Eiji Watanabe: Tomorrow is Yesterday
by John McGee
In Eiji Watanabe's latest show, a Matchbox-sized
red Ford hatchback seemed to have sped across the gallery floor and
crashed head-on into a wall, crumpling its hood (S=1/43, 2002). In
this work and in six other conceptual pieces by the likable,
41-year-old bad-boy artist, lighthearted humor and simple execution
shaped the accidents, approximations and amendments.
Everyday materials and processes—popular
among
Japanese
artists—become subjects for the Nagoya-based artist to
research,
reconstruct and toy with. Fascinated by the way an architect friend
chewed the ends of his green pens into twisted wreckage, Watanabe
borrowed three new ones and attempted to replicate the "teeth
sculpture." Traced Habit
(2002) displayed his efforts alongside a photo
of the originals.
For Square
Timber (2002), Watanabe turned himself into a one-man
lumber
mill, hand-carving tree branches and sticks into amateurish
mini-replicas of factory-hewn beams.

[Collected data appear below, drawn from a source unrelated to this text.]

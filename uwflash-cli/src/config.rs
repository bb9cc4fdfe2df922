//! Configuration file support for uwflash.
//!
//! Configuration is loaded from multiple sources with the following priority (highest first):
//! 1. Command-line arguments
//! 2. Environment variables (UWFLASH_*)
//! 3. Local config file (./uwflash.toml or ./uwflash_ports.toml)
//! 4. Global config file (~/.config/uwflash/config.toml)

use {
    directories::ProjectDirs,
    log::{debug, info, warn},
    serde::{Deserialize, Serialize},
    std::{
        fs,
        path::{Path, PathBuf},
    },
    uwflash::DetectedPort,
};

/// Marker file recording that hardware bootloader entry was acknowledged.
const ENTRY_ACK_FILE: &str = "hardware-entry-acknowledged";

/// USB device identification for port matching.
#[derive(Debug, Clone, Serialize, Deserialize, PartialEq, Eq)]
pub struct UsbDevice {
    /// USB Vendor ID.
    pub vid: u16,
    /// USB Product ID.
    pub pid: u16,
}

impl UsbDevice {
    /// Check if this device matches the given USB info.
    pub fn matches(&self, vid: u16, pid: u16) -> bool {
        self.vid == vid && self.pid == pid
    }
}

/// Connection configuration.
#[derive(Debug, Clone, Default, Serialize, Deserialize)]
pub struct ConnectionConfig {
    /// Preferred serial port (e.g., "/dev/ttyUSB0" or "COM3").
    pub serial: Option<String>,
}

/// Port-specific configuration.
#[derive(Debug, Clone, Default, Serialize, Deserialize)]
pub struct PortConfig {
    /// Connection settings.
    #[serde(default)]
    pub connection: ConnectionConfig,
    /// Known USB devices for auto-detection.
    #[serde(default)]
    pub usb_device: Vec<UsbDevice>,
}

/// Update defaults.
#[derive(Debug, Clone, Default, Serialize, Deserialize)]
#[allow(clippy::struct_excessive_bools)]
pub struct UpdateConfig {
    /// Baud rate of the application firmware.
    pub application_baud: Option<u32>,
    /// Baud rate the bootloader starts at.
    pub bootloader_baud: Option<u32>,
    /// Highest baud rate to negotiate.
    pub max_baud: Option<u32>,
    /// Exact baud rate to negotiate.
    pub exact_baud: Option<u32>,
    /// Bootloader entry method ("none", "at-fup", "bl654-usb", "pinnacle100").
    pub entry: Option<String>,
    /// Serial number of the FTDI bridge.
    pub bridge_serial: Option<String>,
    /// Treat every bootloader as a legacy one.
    #[serde(default)]
    pub disable_enhanced: bool,
    /// Reboot with BREAK before entering the bootloader.
    #[serde(default)]
    pub reboot_before: bool,
    /// Leave the module in its bootloader after the update.
    #[serde(default)]
    pub skip_reboot: bool,
    /// Skip bootloader verification of written data.
    #[serde(default)]
    pub skip_verify: bool,
    /// Skip validating the upgrade file.
    #[serde(default)]
    pub skip_validate: bool,
}

/// Main configuration structure.
#[derive(Debug, Clone, Default, Serialize, Deserialize)]
pub struct Config {
    /// Port configuration.
    #[serde(default)]
    pub port: PortConfig,
    /// Update configuration.
    #[serde(default)]
    pub update: UpdateConfig,
}

impl Config {
    /// Load configuration from all available sources.
    pub fn load() -> Self {
        let mut config = Self::default();

        // Load global config
        if let Some(global_path) = Self::global_config_path() {
            if let Some(global_config) = Self::load_from_file(&global_path) {
                debug!("Loaded global config from {}", global_path.display());
                config.merge(global_config);
            }
        }

        // Load local config (overrides global)
        if let Some(local_config) = Self::load_from_file(Path::new("uwflash.toml")) {
            debug!("Loaded local config from uwflash.toml");
            config.merge(local_config);
        }

        // Load ports config
        if let Some(ports_config) = Self::load_ports_config() {
            config.port = ports_config;
        }

        config
    }

    /// Load configuration from a specific file path (--config flag).
    pub fn load_from_path(path: &Path) -> Self {
        if let Some(config) = Self::load_from_file(path) {
            debug!("Loaded config from {}", path.display());
            config
        } else {
            warn!(
                "Could not load config from {}, using defaults",
                path.display()
            );
            Self::default()
        }
    }

    /// Load configuration from a specific file.
    fn load_from_file(path: &Path) -> Option<Self> {
        if !path.exists() {
            return None;
        }

        match fs::read_to_string(path) {
            Ok(content) => match toml::from_str(&content) {
                Ok(config) => Some(config),
                Err(e) => {
                    warn!("Failed to parse config file {}: {}", path.display(), e);
                    None
                },
            },
            Err(e) => {
                warn!("Failed to read config file {}: {}", path.display(), e);
                None
            },
        }
    }

    /// Load ports configuration from uwflash_ports.toml.
    fn load_ports_config() -> Option<PortConfig> {
        let local_path = Path::new("uwflash_ports.toml");
        if let Some(config) = Self::load_port_file(local_path) {
            return Some(config);
        }

        Self::global_config_dir().and_then(|dir| Self::load_port_file(&dir.join("ports.toml")))
    }

    fn load_port_file(path: &Path) -> Option<PortConfig> {
        let content = fs::read_to_string(path).ok()?;
        match toml::from_str(&content) {
            Ok(config) => {
                debug!("Loaded ports config from {}", path.display());
                Some(config)
            },
            Err(e) => {
                warn!("Failed to parse ports file {}: {}", path.display(), e);
                None
            },
        }
    }

    /// Get the global configuration directory.
    pub fn global_config_dir() -> Option<PathBuf> {
        ProjectDirs::from("", "", "uwflash").map(|dirs| {
            dirs.config_dir()
                .to_path_buf()
        })
    }

    /// Get the global configuration file path.
    pub fn global_config_path() -> Option<PathBuf> {
        Self::global_config_dir().map(|dir| dir.join("config.toml"))
    }

    /// Merge another config into this one.
    fn merge(&mut self, other: Self) {
        // Port config
        if other
            .port
            .connection
            .serial
            .is_some()
        {
            self.port
                .connection
                .serial = other
                .port
                .connection
                .serial;
        }
        self.port
            .usb_device
            .extend(
                other
                    .port
                    .usb_device,
            );

        // Update config
        let update = other.update;
        let ours = &mut self.update;
        if update
            .application_baud
            .is_some()
        {
            ours.application_baud = update.application_baud;
        }
        if update
            .bootloader_baud
            .is_some()
        {
            ours.bootloader_baud = update.bootloader_baud;
        }
        if update
            .max_baud
            .is_some()
        {
            ours.max_baud = update.max_baud;
        }
        if update
            .exact_baud
            .is_some()
        {
            ours.exact_baud = update.exact_baud;
        }
        if update
            .entry
            .is_some()
        {
            ours.entry = update.entry;
        }
        if update
            .bridge_serial
            .is_some()
        {
            ours.bridge_serial = update.bridge_serial;
        }
        ours.disable_enhanced |= update.disable_enhanced;
        ours.reboot_before |= update.reboot_before;
        ours.skip_reboot |= update.skip_reboot;
        ours.skip_verify |= update.skip_verify;
        ours.skip_validate |= update.skip_validate;
    }

    /// Whether a port sits behind a built-in bridge or a remembered USB id.
    pub fn recognizes(&self, port: &DetectedPort) -> bool {
        port.device
            .is_known()
            || port
                .vid
                .zip(port.pid)
                .is_some_and(|(vid, pid)| {
                    self.port
                        .usb_device
                        .iter()
                        .any(|d| d.matches(vid, pid))
                })
    }

    /// Save USB device for future auto-detection.
    pub fn remember_usb_device(&mut self, vid: u16, pid: u16) -> anyhow::Result<()> {
        let device = UsbDevice { vid, pid };

        // Don't add duplicates
        if self
            .port
            .usb_device
            .contains(&device)
        {
            return Ok(());
        }

        // Try to save to local file first, fall back to global
        let path = if Path::new("uwflash_ports.toml").exists() || Path::new("uwflash.toml").exists()
        {
            PathBuf::from("uwflash_ports.toml")
        } else if let Some(global_dir) = Self::global_config_dir() {
            fs::create_dir_all(&global_dir)?;
            global_dir.join("ports.toml")
        } else {
            PathBuf::from("uwflash_ports.toml")
        };

        self.port
            .usb_device
            .push(device);

        let content = toml::to_string_pretty(&self.port)?;
        fs::write(&path, content)?;
        info!("Saved USB device to {}", path.display());

        Ok(())
    }

    /// Whether hardware bootloader entry was acknowledged before.
    pub fn entry_acknowledged() -> bool {
        Self::global_config_dir().is_some_and(|dir| {
            dir.join(ENTRY_ACK_FILE)
                .exists()
        })
    }

    /// Remember that hardware bootloader entry was acknowledged.
    pub fn acknowledge_entry() -> anyhow::Result<()> {
        let dir = Self::global_config_dir()
            .ok_or_else(|| anyhow::anyhow!("Could not determine configuration directory"))?;
        fs::create_dir_all(&dir)?;
        let path = dir.join(ENTRY_ACK_FILE);
        fs::write(&path, b"")?;
        debug!("Recorded hardware entry acknowledgement in {}", path.display());
        Ok(())
    }
}
//! Read-only validation pass over an upgrade file.
//!
//! Walks every command header, checks the declared payload length against
//! the command's shape and skips the payload. The first violation is
//! returned; nothing is sent to a module.

use {
    crate::{
        error::{Error, Result},
        image::uwf::{CommandId, EraseBlock, HEADER_LEN, MAX_PAYLOAD_LEN, UwfReader},
    },
    byteorder::{LittleEndian, ReadBytesExt},
    log::debug,
    std::io::{Read, Seek, SeekFrom},
};

/// One command as found in the file.
#[derive(Debug, Clone, PartialEq, Eq)]
#[cfg_attr(feature = "serde", derive(serde::Serialize))]
pub struct CommandSummary {
    /// Offset of the header.
    pub offset: u64,
    /// Command id byte.
    pub id: u8,
    /// Command name.
    pub name: &'static str,
    /// Declared payload length.
    pub length: u32,
}

/// Outcome of a successful validation pass.
#[derive(Debug, Clone, Default, PartialEq, Eq)]
#[cfg_attr(feature = "serde", derive(serde::Serialize))]
pub struct ValidationReport {
    /// File size in bytes.
    pub file_size: u64,
    /// Every command in order.
    pub commands: Vec<CommandSummary>,
    /// Platform id from the first `T` command.
    pub platform_id: Option<u32>,
    /// Number of `G` commands.
    pub devices_registered: usize,
    /// Sum of `E` sizes.
    pub erase_bytes: u64,
    /// Sum of `W` data sizes.
    pub write_bytes: u64,
}

/// Validate the command stream from the start of the file.
///
/// The reader is left at the end of the file on success; callers that go on
/// to replay the file must rewind it.
pub fn validate<R: Read + Seek>(reader: &mut UwfReader<R>) -> Result<ValidationReport> {
    reader.rewind()?;
    let mut report = ValidationReport {
        file_size: reader.size(),
        ..ValidationReport::default()
    };

    while !reader.at_end() {
        let offset = reader.position();
        let Some(header) = reader.read_header()? else {
            break;
        };

        if !header
            .id
            .is_validatable()
        {
            return Err(Error::FileCommandInvalid(format!(
                "unsupported command 0x{:02x} at offset {offset:#x}",
                header
                    .id
                    .as_byte()
            )));
        }
        if !header
            .id
            .accepts_length(header.length)
        {
            return Err(Error::FileNotValid(format!(
                "{} command at offset {offset:#x} has length {:#x}",
                header.id, header.length
            )));
        }
        let payload_end = offset + HEADER_LEN as u64 + u64::from(header.length);
        if header.length > MAX_PAYLOAD_LEN || payload_end > reader.size() {
            return Err(Error::FilePacketLengthInvalid {
                length: header.length,
            });
        }

        match header.id {
            CommandId::TargetPlatform if report.platform_id.is_none() => {
                let payload = reader.read(header.length as usize)?;
                report.platform_id = Some(
                    payload
                        .as_slice()
                        .read_u32::<LittleEndian>()?,
                );
            },
            CommandId::EraseBlock => {
                let payload = reader.read(header.length as usize)?;
                let erase = EraseBlock::parse(&payload)?;
                report.erase_bytes += u64::from(erase.size);
            },
            other => {
                if other == CommandId::RegisterDevice {
                    report.devices_registered += 1;
                }
                if other == CommandId::WriteBlock {
                    report.write_bytes += u64::from(header.length - 8);
                }
                reader.seek(SeekFrom::Current(i64::from(header.length)))?;
            },
        }

        report
            .commands
            .push(CommandSummary {
                offset,
                id: header
                    .id
                    .as_byte(),
                name: header
                    .id
                    .name(),
                length: header.length,
            });
    }

    debug!(
        "Upgrade file valid: {} commands, {} bytes to write",
        report
            .commands
            .len(),
        report.write_bytes
    );
    Ok(report)
}
/// Error type for uwflash operations.
#[derive(Debug, Error)]
pub enum Error {
    /// I/O error (serial port, file operations).
    #[error("I/O error: {0}")]
    Io(#[from] io::Error),

    /// Serial port error.
    #[cfg(feature = "native")]
    #[error("Serial port error: {0}")]
    Serial(#[from] serialport::Error),

    /// Upgrade file does not exist.
    #[error("Specified Uwf/Ubu file was not found: {}", .0.display())]
    FileNotFound(PathBuf),

    /// Upgrade file exists but could not be opened for reading.
    #[error("Specified Uwf/Ubu file could not be opened for read access: {}", .0.display())]
    OpenDenied(PathBuf),

    /// Upgrade file is smaller than one command header or above the size cap.
    #[error("Specified Uwf/Ubu file is too small or large ({size} bytes)")]
    FileInvalidSize {
        /// Size of the file in bytes.
        size: u64,
    },

    /// A command in the upgrade file has a payload length its id does not allow.
    #[error("Specified Uwf/Ubu file is not valid: {0}")]
    FileNotValid(String),

    /// The upgrade file contains a command id that is not understood.
    #[error("Specified Uwf/Ubu file has an invalid command: {0}")]
    FileCommandInvalid(String),

    /// A command payload length exceeds the file or per-command cap.
    #[error("Specified Uwf/Ubu file has a command with an invalid length ({length})")]
    FilePacketLengthInvalid {
        /// Declared payload length.
        length: u32,
    },

    /// Seeking relative to the end of the upgrade file was requested.
    #[error("Seeking relative to the end of an upgrade file is not supported")]
    SeekUnsupported,

    /// Unlock key is neither empty nor exactly the bootloader key size.
    #[error("Specified bootloader unlock key length is not valid ({len} bytes)")]
    UnlockKeyInvalidSize {
        /// Supplied key length.
        len: usize,
    },

    /// A session setting is out of range.
    #[error("Invalid setting: {0}")]
    InvalidSetting(String),

    /// The serial port could not be opened.
    #[error("Serial port {port} failed to open: {reason}")]
    PortFailedToOpen {
        /// Port name/path.
        port: String,
        /// Underlying reason.
        reason: String,
    },

    /// The serial port could not be reopened at the bootloader baud rate.
    #[error("Serial port re-open failed: {0}")]
    PortReopenFailed(String),

    /// The serial port could not be reopened at the negotiated baud rate.
    #[error("Failed to open serial port at baud rate {baud}")]
    BaudRateChangeFailed {
        /// Requested baud rate.
        baud: u32,
    },

    /// I/O was attempted on a transport that is not open.
    #[error("Serial port is not open")]
    PortNotOpen,

    /// The serial device disappeared while a session was active.
    #[error("Serial device has been unplugged")]
    DeviceUnplugged,

    /// The module never asserted CTS.
    #[error("CTS timeout whilst attempting to communicate with module")]
    CtsTimeout,

    /// No response to a command within the command timeout.
    #[error("Command sent to module has timed out")]
    CommandTimeout,

    /// A command in the upgrade file could not be executed.
    #[error("Firmware upgrade failed: {0}")]
    ReturnCodeError(String),

    /// Legacy erase found no sector map entry for the erase address.
    #[error("A sector mapping was not found when attempting to erase sector data at {address:#010x}")]
    SectorMappingNotFound {
        /// Address that was being erased.
        address: u32,
    },

    /// The bootloader rejected a verify span.
    #[error("Data verification failed")]
    VerificationFailed,

    /// The requested exact baud rate is not offered by the bootloader.
    #[error("Exact baud-rate {baud} not supported by module or serial port")]
    ExactBaudNotFound {
        /// Requested baud rate.
        baud: u32,
    },

    /// Every offered baud rate is above the configured maximum.
    #[error("Failed to select a baudrate under the defined maximum of {max}")]
    MaxBaudUnsuitable {
        /// Configured maximum.
        max: u32,
    },

    /// The bootloader answered with an error response.
    #[error("Bootloader error: {0}")]
    Bootloader(BootloaderError),

    /// Bootloader entry failed.
    #[error("Bootloader entrance failed: {0}")]
    EntranceFailed(#[source] Box<Error>),

    /// The embedding application requested the session to stop.
    #[error("Operation interrupted")]
    Interrupted,

    /// A session is already active on this engine.
    #[error("An update session is already in progress")]
    SessionActive,

    /// The user declined the hardware bootloader entry prompt.
    #[error("Enter bootloader operation cancelled by user")]
    EntryCancelled,

    /// Hardware bootloader entry needs a one-time host setup acknowledgement.
    #[error("Further system setup required: {0}")]
    SetupRequired(String),

    /// The USB library could not be initialised.
    #[error("USB library initialisation failed: {0}")]
    UsbInitFailed(String),

    /// The USB bridge could not be opened.
    #[error("USB port open failed: {0}")]
    BridgeOpenFailed(String),

    /// The bridge refused the bit-bang mode change.
    #[error("FTDI bitbang mode set failed: {0}")]
    BitbangModeFailed(String),

    /// The bridge refused the chunk size change.
    #[error("USB chunk size set failed: {0}")]
    ChunkSizeFailed(String),

    /// Writing a pin state to the bridge failed.
    #[error("USB data write failed: {0}")]
    BridgeWriteFailed(String),

    /// Resetting the USB device failed.
    #[error("USB reset failed: {0}")]
    UsbResetFailed(String),

    /// Releasing the USB bridge failed.
    #[error("USB port close failed: {0}")]
    BridgeCloseFailed(String),

    /// Reading the USB device descriptor failed.
    #[error("USB device descriptor fetch failed: {0}")]
    DescriptorFetchFailed(String),

    /// Reading a USB string descriptor failed.
    #[error("USB get string descriptor failed: {0}")]
    StringDescriptorFailed(String),

    /// No bridge with the expected ids and serial number is attached.
    #[error("USB device was not found (serial {serial})")]
    BridgeNotFound {
        /// Serial number that was searched for.
        serial: String,
    },

    /// The USB device found is not an FTDI bridge.
    #[error("Invalid USB device specified: {0}")]
    InvalidBridge(String),

    /// The bridge serial number contains invalid characters.
    #[error("FTDI serial number is not valid: {0:?}")]
    SerialNumberInvalid(String),

    /// Hardware bootloader entry is not available in this build or platform.
    #[error("Hardware bootloader entry not supported: {0}")]
    EntryNotSupported(String),
}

Six small pieces, each roughly 9
inches tall, were propped against the gallery wall. A larger piece, "4x4," stood on end
like a lone coffee-table leg.
A fixture in the Nagoya and Tokyo gallery scene,
Watanabe gained
national recognition in the group show "Encounter" at Tokyo Opera City
Art Gallery in January 2001 with another reworking of manufactured
form. The wall-sized Nudist
(2000) shown at Opera City was made of
solid-color rubber beach balls that Watanabe tore into single, flat,
biomorphic shapes and tacked on the wall like Matisse cutouts. (The
title is conceptual rather than descriptive.)
The best work in his recent solo, however, was a
group of large
inscribed photos of graffiti-covered rocks, Re-Sign (2002),
that
Watanabe made while in Edinburgh for a show last spring. The artist
added his own name or initials to the photos by painting them with
correction fluid or by scratching them into the emulsion, "signing" the
images and insinuating himself (once removed) into the personal
histories of the lovers and travelers who visited the sites before him.
For example, "ML+AM" painted in white on black volcanic stone becomes
"ML+AM+EW." He even found Japanese names, amending "Hiroko loves Akio"
with "& Eiji." These works formed a clearly defined, finished
set and could have stood alone as a show.
In all of his work, Watanabe
highlights the distance between closely related ideas: the manufactured
and the handmade, the photographic record and the physical record,
unconscious habit and conscious activity. His sketchy
manner—which
emphasizes process over finish—can be charming. But, like the
store-bought pint of cream that sat in a vitrine throughout the course
of the show (FRESH
02.4.11, 2002), it can get old fast. Watanabe's
greatest challenge is to avoid coming off as a college prankster or
pseudo-anthropologist and to provide a bit more depth to his deadpan.
_______________________________________
Eiji Watanabe: Tomorrow is Yesterday was held May-June 2002 at Kenji
Taki Gallery, Nishi-Shinjuku, Tokyo.